El fallo del juez federal Joseph Laplante se produjo después de que el mes pasado la Corte Suprema limitara la capacidad de los tribunales inferiores para emitir medidas cautelares a nivel nacional. Varios tribunales habían bloqueado la orden ejecutiva del presidente que pone fin a la ciudadanía por nacimiento, la cual está garantizada por la Enmienda 14 a cualquier bebé nacido en suelo estadounidense. Existe una excepción para los hijos de diplomáticos extranjeros.
Laplante aplazará su decisión durante siete días para dar tiempo a la administración Trump a presentar una apelación, según su orden escrita. Laplante fue nominado por el expresidente George W. Bush.
En junio, el alto tribunal dictaminó que los tribunales inferiores deben buscar formas más limitadas de emitir órdenes con efectos amplios, como las demandas colectivas. Bajo esa decisión, la orden ejecutiva de la administración Trump podría entrar en vigor el 27 de julio en los 28 estados que no demandaron inicialmente.
Tras la decisión de la Corte Suprema, la Unión Estadounidense por las Libertades Civiles (ACLU) presentó una demanda en nombre de inmigrantes cuyos bebés se verían afectados por la orden.
Sin embargo, Laplante limitó su medida cautelar para enfocarse en los bebés como demandantes, en lugar de en los padres.
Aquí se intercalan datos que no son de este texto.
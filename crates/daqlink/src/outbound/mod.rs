// SPDX-License-Identifier: Apache-2.0 OR MIT
// Copyright (c) 2025-2026 naskel.com

//! Outbound telemetry: batching buffers and the dispatcher that owns them.

pub mod buffer;
pub mod dispatcher;

pub use buffer::{BatchingBuffer, BufferConfig, BufferStats, FlushListener};
pub use dispatcher::{
    DispatcherConfig, DispatcherStats, DispatcherStatsSnapshot, OutboundDispatcher,
};
// SPDX-License-Identifier: Apache-2.0 OR MIT
// Copyright (c) 2025-2026 naskel.com

//! DAQ telemetry transport layer.
//!
//! Moves source values from a data acquisition process to a monitoring
//! server over a message broker, and handles the process lifecycle
//! handshakes with that server.
//!
//! # Components
//!
//! - **OutboundDispatcher**: prioritizes values, batches the low priority
//!   ones in two [`BatchingBuffer`]s (best-effort and guaranteed delivery)
//!   and fans every unit out to the registered senders
//! - **RequestReplyCoordinator**: correlated request/reply with a timeout
//!   over a one-way transport
//! - **LivenessPublisher**: periodic alive tag
//! - **BoundedInboundQueue**: backpressured delivery of inbound messages to
//!   a single listener, with slow consumer detection
//! - **DaqSession**: connect, configure, publish, disconnect
//!
//! # Quick Start
//!
//! ```bash
//! # Write the default configuration
//! daqlink gen-config --output daqlink.toml
//!
//! # Run a process against an in-memory broker and server
//! daqlink simulate --config daqlink.toml --duration-secs 10
//! ```
//!
//! # Configuration File
//!
//! ```toml
//! [process]
//! name = "P_PLC01"
//! alive_tag_id = 1001
//!
//! [outbound.best_effort]
//! min_size = 200
//! max_delay_ms = 1000
//! ```

pub mod codec;
pub mod config;
pub mod error;
pub mod identity;
pub mod inbound;
pub mod liveness;
pub mod outbound;
pub mod request;
pub mod session;
pub mod transport;
pub mod update;

mod worker;

pub use config::{ConfigError, LinkConfig};
pub use error::{LinkError, Result};
pub use identity::{ProcessIdentity, SharedIdentity};
pub use inbound::{BoundedInboundQueue, SlowConsumerListener, Subscription, UpdateHandler};
pub use liveness::{AliveSink, LivenessPublisher};
pub use outbound::{
    BatchingBuffer, BufferConfig, DispatcherConfig, DispatcherStatsSnapshot, OutboundDispatcher,
};
pub use request::{
    ProcessRequestSender, RequestOutcome, RequestReplyCoordinator, RequestState,
};
pub use session::DaqSession;
pub use transport::{
    Destination, MemoryBroker, Transport, TransportError, TransportSender, UpdateSender,
};
pub use update::{Priority, Quality, QualityCode, SourceUpdate, TimeToLive, UpdateBatch, Value};
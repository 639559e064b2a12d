//! # Drive Service
//!
//! Request boundary for drives. Every call resolves the caller through the
//! identity provider, computes their effective permissions on each resource
//! and enforces the level the operation needs.
//!
//! | Operation | Requires |
//! |---|---|
//! | `create` | a known actor |
//! | `retrieve`, `browse` | any permission on the resource |
//! | `update_acl`, `delete` | `Admin` |
//!
//! Callers with no permission at all get `NotFound` rather than
//! `PermissionDenied`.

use std::sync::Arc;
use tracing::{debug, info, instrument, warn};

use platform_acl::{effective_permissions, AclUpdate, Owner, PermissionLevel, PermissionSet};
use platform_events::{DriveEvent, EventBus, MemoryEventBus};
use platform_listing::{project_view, ListingFlags, Metadata, Permissions, ResourceId};
use platform_org::{Actor, IdentityProvider};

use crate::config::DriveServiceConfig;
use crate::error::{DriveError, DriveResult};
use crate::store::{MemoryResourceStore, ResourceStore, StoredResource};
use crate::types::{BrowseRequest, CreateDriveRequest, Page};

/// The drive service.
pub struct DriveService {
    config: DriveServiceConfig,
    identity: Arc<dyn IdentityProvider>,
    store: Arc<dyn ResourceStore>,
    events: Arc<dyn EventBus>,
}

impl std::fmt::Debug for DriveService {
    fn fmt(&self, f: &mut std::fmt::Formatter<'_>) -> std::fmt::Result {
        f.debug_struct("DriveService")
            .field("config", &self.config)
            .finish()
    }
}

impl DriveService {
    /// Create a service over the given collaborators.
    pub fn new(
        config: DriveServiceConfig,
        identity: Arc<dyn IdentityProvider>,
        store: Arc<dyn ResourceStore>,
        events: Arc<dyn EventBus>,
    ) -> DriveResult<Self> {
        config.validate()?;
        Ok(Self {
            config,
            identity,
            store,
            events,
        })
    }

    /// Create a service backed by an in-memory store and event bus.
    pub fn in_memory(
        config: DriveServiceConfig,
        identity: Arc<dyn IdentityProvider>,
    ) -> DriveResult<Self> {
        let events = Arc::new(MemoryEventBus::with_capacity(config.event_channel_capacity));
        Self::new(config, identity, Arc::new(MemoryResourceStore::new()), events)
    }

    /// Active configuration.
    pub fn config(&self) -> &DriveServiceConfig {
        &self.config
    }

    /// Bus the service publishes audit events on.
    pub fn events(&self) -> Arc<dyn EventBus> {
        self.events.clone()
    }

    /// Create a drive owned by the caller and their active project.
    #[instrument(skip(self, request), fields(product = %request.product.id))]
    pub async fn create(&self, actor_id: &str, request: CreateDriveRequest) -> DriveResult<Metadata> {
        let actor = self.actor(actor_id).await?;

        let product = &request.product;
        if product.id.is_empty() || product.category.is_empty() || product.provider.is_empty() {
            return Err(DriveError::Validation(
                "product id, category and provider are required".to_string(),
            ));
        }

        let owner = Owner::for_actor(&actor);
        let stored = self.store.insert(owner, request.product).await?;
        info!(resource_id = stored.metadata.id, "Drive created");

        self.publish(actor_id, DriveEvent::created(stored.metadata.clone()))
            .await;

        let permissions = caller_permissions(&actor, &stored);
        Ok(view_or_bare(&stored, &ListingFlags::new(), permissions))
    }

    /// Fetch one drive the caller can read.
    ///
    /// Flags apply as in `browse`; a drive they exclude is reported as not
    /// found.
    #[instrument(skip(self, flags))]
    pub async fn retrieve(
        &self,
        actor_id: &str,
        id: ResourceId,
        flags: &ListingFlags,
    ) -> DriveResult<Metadata> {
        let actor = self.actor(actor_id).await?;
        let stored = self.store.get(id).await.ok_or(DriveError::NotFound(id))?;

        let permissions = caller_permissions(&actor, &stored);
        project_view(&stored.metadata, &stored.acl, flags, &permissions)
            .ok_or(DriveError::NotFound(id))
    }

    /// List the drives the caller can read, one page at a time, in id order.
    #[instrument(skip(self, request), fields(cursor = ?request.next))]
    pub async fn browse(&self, actor_id: &str, request: BrowseRequest) -> DriveResult<Page<Metadata>> {
        let actor = self.actor(actor_id).await?;
        let after = request.after().map_err(DriveError::Validation)?;
        let items_per_page = self.config.page_size(request.items_per_page);

        let mut items = Vec::with_capacity(items_per_page);
        let mut next = None;

        for stored in self.store.list(after).await {
            let permissions = caller_permissions(&actor, &stored);
            let Some(view) = project_view(&stored.metadata, &stored.acl, &request.flags, &permissions)
            else {
                continue;
            };

            if items.len() == items_per_page {
                next = items.last().map(|last: &Metadata| last.id.to_string());
                break;
            }
            items.push(view);
        }

        debug!(returned = items.len(), has_more = next.is_some(), "Browse page built");

        Ok(Page {
            items_per_page,
            items,
            next,
        })
    }

    /// Apply an ACL delta. Requires `Admin`.
    ///
    /// The check and the delta run under the drive's writer lock, so a
    /// concurrent revocation of the caller's own grant is honored.
    #[instrument(
        skip(self, update),
        fields(added = update.new_entries.len(), removed = update.deleted_entries.len())
    )]
    pub async fn update_acl(
        &self,
        actor_id: &str,
        id: ResourceId,
        update: AclUpdate,
    ) -> DriveResult<Metadata> {
        let actor = self.actor(actor_id).await?;

        let authorize = |current: &StoredResource| require(&actor, current, PermissionLevel::Admin);
        let stored = self
            .store
            .update_acl(id, &update, self.config.duplicate_keys, &authorize)
            .await
            .map_err(|e| {
                warn!(resource_id = id, error = %e, "ACL update rejected");
                e
            })?;

        info!(resource_id = id, entries = stored.acl.len(), "ACL updated");
        self.publish(actor_id, DriveEvent::acl_updated(id, &update)).await;

        let permissions = caller_permissions(&actor, &stored);
        Ok(view_or_bare(
            &stored,
            &ListingFlags::new().include_others(true),
            permissions,
        ))
    }

    /// Delete a drive. Requires `Admin`.
    #[instrument(skip(self))]
    pub async fn delete(&self, actor_id: &str, id: ResourceId) -> DriveResult<()> {
        let actor = self.actor(actor_id).await?;

        let authorize = |current: &StoredResource| require(&actor, current, PermissionLevel::Admin);
        self.store.remove(id, &authorize).await?;

        info!(resource_id = id, "Drive deleted");
        self.publish(actor_id, DriveEvent::deleted(id)).await;

        Ok(())
    }

    async fn actor(&self, actor_id: &str) -> DriveResult<Actor> {
        self.identity
            .resolve(actor_id)
            .await
            .ok_or_else(|| DriveError::UnknownActor(actor_id.to_string()))
    }

    /// Audit events are published after the change is committed; a failure
    /// here does not undo it.
    async fn publish(&self, actor_id: &str, event: DriveEvent) {
        let topic = event.topic();
        let result = match event.into_event(actor_id) {
            Ok(event) => self.events.publish(event).await,
            Err(e) => Err(e),
        };

        if let Err(e) = result {
            warn!(topic = %topic, error = %e, "Failed to publish drive event");
        }
    }
}

/// Effective permissions plus the platform-granted `Provider` level.
fn caller_permissions(actor: &Actor, stored: &StoredResource) -> PermissionSet {
    let mut permissions = effective_permissions(actor, &stored.metadata.owner, &stored.acl);
    if actor.is_provider_for(&stored.metadata.product.provider) {
        permissions.insert(PermissionLevel::Provider);
    }
    permissions
}

fn require(actor: &Actor, stored: &StoredResource, level: PermissionLevel) -> DriveResult<()> {
    let permissions = caller_permissions(actor, stored);
    if permissions.is_empty() {
        return Err(DriveError::NotFound(stored.metadata.id));
    }
    if !permissions.has_at_least(level) {
        return Err(DriveError::PermissionDenied(format!(
            "{} requires {} on drive {}",
            actor.id,
            level.as_str(),
            stored.metadata.id
        )));
    }
    Ok(())
}

/// Caller view of a drive they just changed, even if they no longer pass
/// the listing rules.
fn view_or_bare(stored: &StoredResource, flags: &ListingFlags, permissions: PermissionSet) -> Metadata {
    project_view(&stored.metadata, &stored.acl, flags, &permissions).unwrap_or_else(|| Metadata {
        permissions: Permissions {
            myself: permissions,
            others: Vec::new(),
        },
        ..stored.metadata.clone()
    })
}
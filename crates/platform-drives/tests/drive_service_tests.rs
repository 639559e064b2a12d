//! Integration tests for the drive service.
//!
//! These tests drive the service end to end over the in-memory store,
//! identity provider and event bus:
//! 1. Sharing: owner grants, readers list, strangers see nothing
//! 2. ACL updates: admin checks, atomic deltas, duplicate-key policy
//! 3. Browse: filters, hides, pagination
//! 4. Audit events for every committed change

use platform_acl::{AclEntry, AclError, AclUpdate, DuplicateKeyPolicy, EntityKey, PermissionLevel};
use platform_drives::{BrowseRequest, CreateDriveRequest, DriveError, DriveService, DriveServiceConfig};
use platform_events::{DriveEvent, EventBus};
use platform_listing::{ListingFlags, Metadata, ProductReference};
use platform_org::{Actor, StaticIdentityProvider};
use std::sync::Arc;
use std::time::Duration;

use PermissionLevel::*;

/// Test fixture with a service and a few registered actors.
struct TestFixture {
    service: DriveService,
}

impl TestFixture {
    async fn new() -> Self {
        Self::with_config(DriveServiceConfig::default()).await
    }

    async fn with_config(config: DriveServiceConfig) -> Self {
        let identity = StaticIdentityProvider::new();
        identity.register(Actor::new("bob").with_project("proj-1")).await;
        identity.register(Actor::new("alice")).await;
        identity.register(Actor::new("carol")).await;
        identity
            .register(Actor::new("dave").with_group("proj-1", "researchers"))
            .await;
        identity
            .register(Actor::new("ucloud-bot").acting_as_provider("ucloud"))
            .await;

        let service = DriveService::in_memory(config, Arc::new(identity)).unwrap();
        Self { service }
    }

    async fn create(&self, actor: &str, category: &str) -> Metadata {
        let product = ProductReference::new("u1-cephfs", category, "ucloud");
        self.service
            .create(actor, CreateDriveRequest::new(product))
            .await
            .unwrap()
    }

    async fn grant(&self, id: i64, entry: AclEntry) {
        self.service
            .update_acl("bob", id, AclUpdate::new().grant(entry))
            .await
            .unwrap();
    }

    async fn browse_ids(&self, actor: &str, flags: ListingFlags) -> Vec<i64> {
        self.service
            .browse(actor, BrowseRequest::new(flags))
            .await
            .unwrap()
            .items
            .iter()
            .map(|m| m.id)
            .collect()
    }
}

// ============================================================================
// Sharing
// ============================================================================

#[tokio::test]
async fn test_owner_holds_admin_on_create() {
    let fx = TestFixture::new().await;
    let drive = fx.create("bob", "home").await;

    assert_eq!(drive.owner.created_by, "bob");
    assert_eq!(drive.owner.project.as_deref(), Some("proj-1"));
    assert!(drive.permissions.myself.has_at_least(Admin));
    assert!(drive.permissions.myself.contains(Edit));
    assert!(drive.permissions.myself.contains(Read));
}

#[tokio::test]
async fn test_bob_alice_carol_scenario() {
    let fx = TestFixture::new().await;
    let drive = fx.create("bob", "home").await;
    fx.grant(drive.id, AclEntry::user("alice", [Read])).await;

    let seen = fx
        .service
        .retrieve("alice", drive.id, &ListingFlags::new())
        .await
        .unwrap();
    assert_eq!(seen.permissions.myself.to_vec(), vec![Read]);

    assert_eq!(fx.browse_ids("alice", ListingFlags::new()).await, vec![drive.id]);
    assert!(fx.browse_ids("carol", ListingFlags::new()).await.is_empty());

    let err = fx
        .service
        .retrieve("carol", drive.id, &ListingFlags::new())
        .await
        .unwrap_err();
    assert_eq!(err, DriveError::NotFound(drive.id));
}

#[tokio::test]
async fn test_project_group_grant() {
    let fx = TestFixture::new().await;
    let drive = fx.create("bob", "shared").await;
    fx.grant(drive.id, AclEntry::project_group("proj-1", "researchers", [Edit]))
        .await;

    let seen = fx
        .service
        .retrieve("dave", drive.id, &ListingFlags::new())
        .await
        .unwrap();
    assert!(seen.permissions.myself.has_at_least(Read));
    assert!(!seen.permissions.myself.has_at_least(Admin));
}

#[tokio::test]
async fn test_provider_sees_drives_without_acl_entry() {
    let fx = TestFixture::new().await;
    let drive = fx.create("bob", "home").await;

    let seen = fx
        .service
        .retrieve("ucloud-bot", drive.id, &ListingFlags::new())
        .await
        .unwrap();
    assert_eq!(seen.permissions.myself.to_vec(), vec![Provider]);

    // Provider never implies Admin
    let err = fx
        .service
        .update_acl("ucloud-bot", drive.id, AclUpdate::new().grant(AclEntry::user("carol", [Read])))
        .await
        .unwrap_err();
    assert!(matches!(err, DriveError::PermissionDenied(_)));
}

#[tokio::test]
async fn test_unknown_actor_rejected() {
    let fx = TestFixture::new().await;

    let err = fx
        .service
        .browse("mallory", BrowseRequest::default())
        .await
        .unwrap_err();
    assert_eq!(err.status_code(), 401);
}

// ============================================================================
// ACL updates
// ============================================================================

#[tokio::test]
async fn test_reader_cannot_update_acl() {
    let fx = TestFixture::new().await;
    let drive = fx.create("bob", "home").await;
    fx.grant(drive.id, AclEntry::user("alice", [Read, Edit])).await;

    let err = fx
        .service
        .update_acl("alice", drive.id, AclUpdate::new().grant(AclEntry::user("carol", [Read])))
        .await
        .unwrap_err();
    assert!(matches!(err, DriveError::PermissionDenied(_)));
    assert_eq!(err.error_code(), "PERMISSION_DENIED");

    // Strangers get not-found instead
    let err = fx
        .service
        .update_acl("carol", drive.id, AclUpdate::new().grant(AclEntry::user("carol", [Admin])))
        .await
        .unwrap_err();
    assert_eq!(err, DriveError::NotFound(drive.id));
}

#[tokio::test]
async fn test_granted_admin_can_share() {
    let fx = TestFixture::new().await;
    let drive = fx.create("bob", "home").await;
    fx.grant(drive.id, AclEntry::user("alice", [Admin])).await;

    let updated = fx
        .service
        .update_acl("alice", drive.id, AclUpdate::new().grant(AclEntry::user("carol", [Read])))
        .await
        .unwrap();

    assert_eq!(updated.permissions.others.len(), 2);
    assert_eq!(fx.browse_ids("carol", ListingFlags::new()).await, vec![drive.id]);
}

#[tokio::test]
async fn test_missing_delete_key_leaves_acl_unchanged() {
    let fx = TestFixture::new().await;
    let drive = fx.create("bob", "home").await;
    fx.grant(drive.id, AclEntry::user("alice", [Read])).await;

    let update = AclUpdate::new()
        .grant(AclEntry::user("carol", [Edit]))
        .revoke(EntityKey::user("nobody"));
    let err = fx.service.update_acl("bob", drive.id, update).await.unwrap_err();
    assert_eq!(
        err,
        DriveError::Acl(AclError::EntryNotFound(EntityKey::user("nobody")))
    );

    let flags = ListingFlags::new().include_others(true);
    let seen = fx.service.retrieve("bob", drive.id, &flags).await.unwrap();
    assert_eq!(seen.permissions.others, vec![AclEntry::user("alice", [Read])]);
}

#[tokio::test]
async fn test_repeated_delta_with_deletion_fails_second_time() {
    let fx = TestFixture::new().await;
    let drive = fx.create("bob", "home").await;
    fx.grant(drive.id, AclEntry::user("alice", [Read])).await;

    let update = AclUpdate::new().revoke(EntityKey::user("alice"));
    fx.service.update_acl("bob", drive.id, update.clone()).await.unwrap();

    let err = fx.service.update_acl("bob", drive.id, update).await.unwrap_err();
    assert_eq!(err.status_code(), 404);
}

#[tokio::test]
async fn test_provider_grant_rejected() {
    let fx = TestFixture::new().await;
    let drive = fx.create("bob", "home").await;

    let err = fx
        .service
        .update_acl("bob", drive.id, AclUpdate::new().grant(AclEntry::user("alice", [Provider])))
        .await
        .unwrap_err();
    assert!(matches!(err, DriveError::Acl(AclError::InvalidPermission(_))));
}

#[tokio::test]
async fn test_same_key_twice_yields_one_entry() {
    let fx = TestFixture::new().await;
    let drive = fx.create("bob", "home").await;

    fx.grant(drive.id, AclEntry::user("alice", [Read])).await;
    fx.grant(drive.id, AclEntry::user("alice", [Read])).await;

    let flags = ListingFlags::new().include_others(true);
    let seen = fx.service.retrieve("bob", drive.id, &flags).await.unwrap();
    assert_eq!(seen.permissions.others, vec![AclEntry::user("alice", [Read])]);
}

#[tokio::test]
async fn test_duplicate_keys_in_batch_follow_policy() {
    let batch = AclUpdate::new()
        .grant(AclEntry::user("alice", [Read]))
        .grant(AclEntry::user("alice", [Edit]));

    let fx = TestFixture::new().await;
    let drive = fx.create("bob", "home").await;
    let updated = fx.service.update_acl("bob", drive.id, batch.clone()).await.unwrap();
    assert_eq!(updated.permissions.others, vec![AclEntry::user("alice", [Edit])]);

    let strict = DriveServiceConfig {
        duplicate_keys: DuplicateKeyPolicy::Reject,
        ..Default::default()
    };
    let fx = TestFixture::with_config(strict).await;
    let drive = fx.create("bob", "home").await;
    let err = fx.service.update_acl("bob", drive.id, batch).await.unwrap_err();
    assert_eq!(err.error_code(), "VALIDATION_ERROR");
}

#[tokio::test]
async fn test_delete_requires_admin() {
    let fx = TestFixture::new().await;
    let drive = fx.create("bob", "home").await;
    fx.grant(drive.id, AclEntry::user("alice", [Edit])).await;

    let err = fx.service.delete("alice", drive.id).await.unwrap_err();
    assert!(matches!(err, DriveError::PermissionDenied(_)));

    fx.service.delete("bob", drive.id).await.unwrap();
    let err = fx
        .service
        .retrieve("bob", drive.id, &ListingFlags::new())
        .await
        .unwrap_err();
    assert_eq!(err, DriveError::NotFound(drive.id));
}

// ============================================================================
// Browse
// ============================================================================

#[tokio::test]
async fn test_browse_filters_and_hides() {
    let fx = TestFixture::new().await;
    let home = fx.create("bob", "home").await;
    let scratch = fx.create("bob", "scratch").await;

    let all = fx.browse_ids("bob", ListingFlags::new().filter_created_by("bob")).await;
    assert_eq!(all, vec![home.id, scratch.id]);

    let hidden = fx
        .browse_ids(
            "bob",
            ListingFlags::new()
                .filter_created_by("bob")
                .hide_product_category("scratch"),
        )
        .await;
    assert_eq!(hidden, vec![home.id]);

    let by_id = fx.browse_ids("bob", ListingFlags::new().filter_ids([scratch.id])).await;
    assert_eq!(by_id, vec![scratch.id]);
}

#[tokio::test]
async fn test_browse_others_only_for_admins() {
    let fx = TestFixture::new().await;
    let drive = fx.create("bob", "home").await;
    fx.grant(drive.id, AclEntry::user("alice", [Read])).await;

    let flags = ListingFlags::new().include_others(true);
    let request = BrowseRequest::new(flags);

    let as_owner = fx.service.browse("bob", request.clone()).await.unwrap();
    assert_eq!(as_owner.items[0].permissions.others.len(), 1);

    let as_reader = fx.service.browse("alice", request).await.unwrap();
    assert!(as_reader.items[0].permissions.others.is_empty());
}

#[tokio::test]
async fn test_browse_pagination() {
    let fx = TestFixture::new().await;
    let mut created = Vec::new();
    for _ in 0..5 {
        created.push(fx.create("bob", "home").await.id);
    }

    let first = fx
        .service
        .browse("bob", BrowseRequest::default().items_per_page(2))
        .await
        .unwrap();
    assert_eq!(first.items.len(), 2);
    assert!(first.has_more());

    let mut seen: Vec<i64> = first.items.iter().map(|m| m.id).collect();
    let mut cursor = first.next;
    while cursor.is_some() {
        let page = fx
            .service
            .browse("bob", BrowseRequest::default().items_per_page(2).next(cursor))
            .await
            .unwrap();
        seen.extend(page.items.iter().map(|m| m.id));
        cursor = page.next;
    }

    assert_eq!(seen, created);
}

#[tokio::test]
async fn test_browse_rejects_bad_cursor() {
    let fx = TestFixture::new().await;

    let err = fx
        .service
        .browse("bob", BrowseRequest::default().next(Some("page-two".into())))
        .await
        .unwrap_err();
    assert!(matches!(err, DriveError::Validation(_)));
}

// ============================================================================
// Audit events
// ============================================================================

#[tokio::test]
async fn test_events_published_for_committed_changes() {
    let fx = TestFixture::new().await;
    let bus = fx.service.events();
    let mut sub = bus.subscribe("drives.#").await.unwrap();

    let drive = fx.create("bob", "home").await;
    fx.grant(drive.id, AclEntry::user("alice", [Read])).await;

    // Rejected updates publish nothing
    let _ = fx
        .service
        .update_acl("alice", drive.id, AclUpdate::new().grant(AclEntry::user("carol", [Read])))
        .await;

    fx.service.delete("bob", drive.id).await.unwrap();

    let mut topics = Vec::new();
    for _ in 0..3 {
        let event = tokio::time::timeout(Duration::from_millis(100), sub.recv())
            .await
            .unwrap()
            .unwrap();
        assert_eq!(event.actor_id, "bob");
        assert_eq!(event.resource_id, drive.id);
        topics.push(event.topic.clone());

        if event.topic == "drives.acl.updated" {
            let payload: DriveEvent = event.parse_payload().unwrap();
            assert_eq!(
                payload,
                DriveEvent::AclUpdated {
                    resource_id: drive.id,
                    added: vec![AclEntry::user("alice", [Read])],
                    removed: Vec::new(),
                }
            );
        }
    }

    assert_eq!(
        topics,
        vec!["drives.drive.created", "drives.acl.updated", "drives.drive.deleted"]
    );
    assert!(sub.try_recv().is_none());

    let stats = bus.stats().await;
    assert_eq!(stats.events_published, 3);
    assert_eq!(stats.events_delivered, 3);
}
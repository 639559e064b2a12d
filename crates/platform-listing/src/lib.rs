//! # Platform Listing
//!
//! This crate decides which resources a caller sees when browsing, and what
//! permission detail those listings carry.
//!
//! ## Overview
//!
//! The platform-listing crate handles:
//! - **Metadata**: Owner, product and caller-specific permissions of a resource
//! - **Listing flags**: Filter (allow-list) and hide (deny-list) predicates
//! - **Filter engine**: Per-resource membership decisions and views
//!
//! ## Predicate Semantics
//!
//! | kind | combine | when unset |
//! |---|---|---|
//! | `filter_*` | AND | not applied |
//! | `hide_*` | OR, after filters | not applied |
//!
//! Creation-time bounds are strict. Resources the caller holds no permission
//! on are never listed.
//!
//! ## Usage
//!
//! ```rust
//! use chrono::Utc;
//! use platform_acl::{Acl, Owner, PermissionSet};
//! use platform_listing::{project_view, ListingFlags, Metadata, ProductReference};
//!
//! let resource = Metadata::new(
//!     1,
//!     Utc::now(),
//!     Owner::new("bob", ""),
//!     ProductReference::new("u1-cephfs", "storage", "ucloud"),
//! );
//!
//! let flags = ListingFlags::new().include_others(true);
//! let view = project_view(&resource, &Acl::new(), &flags, &PermissionSet::owner());
//! assert!(view.is_some());
//! ```

pub mod filter;
pub mod flags;
pub mod metadata;

// Re-export main types for convenience
pub use filter::{matches, project_view};
pub use flags::{ForwardedIncludes, ListingFlags};
pub use metadata::{timestamp_from_millis, Metadata, Permissions, ProductReference, ResourceId};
“Este fallo es una gran victoria y ayudará a proteger la ciudadanía de todos los niños nacidos en Estados Unidos, tal como lo establece la Constitución”, dijo Cody Wofsy, subdirector del Proyecto de Derechos de los Inmigrantes de la ACLU, quien argumentó el caso. “Estamos luchando para asegurarnos de que el presidente Trump no pisotee los derechos de ciudadanía ni de un solo niño.”